- [Given data]
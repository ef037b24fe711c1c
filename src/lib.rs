//! Purpose: Library crate backing the `recsearch` CLI and its tests.
//! Exports: `api` (stable surface), `core` (store, handle, values, errors), `config`, `json`.
//! Role: Everything that is not terminal presentation lives here.
//! Invariants: The core holds no global state; sources and paths are passed in explicitly.
pub mod api;
pub mod config;
pub mod core;
pub mod json;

- [Work required]
Repeat what the records above say. Use their exact words.

- [Result for this task]
repository ef037b24fe711c1c
filename src/lib.rs
//! Purpose: Library crate backing the `recsearch` CLI and its tests.
//! Exports: `api` (stable surface), `core` (store, handle, values, errors), `config`, `json`.
//! Role: Everything that is not terminal presentation lives here.
//! Invariants: The core holds no global state; sources and paths are passed in explicitly.
pub mod api;
pub mod config;
pub mod core;
pub mod json;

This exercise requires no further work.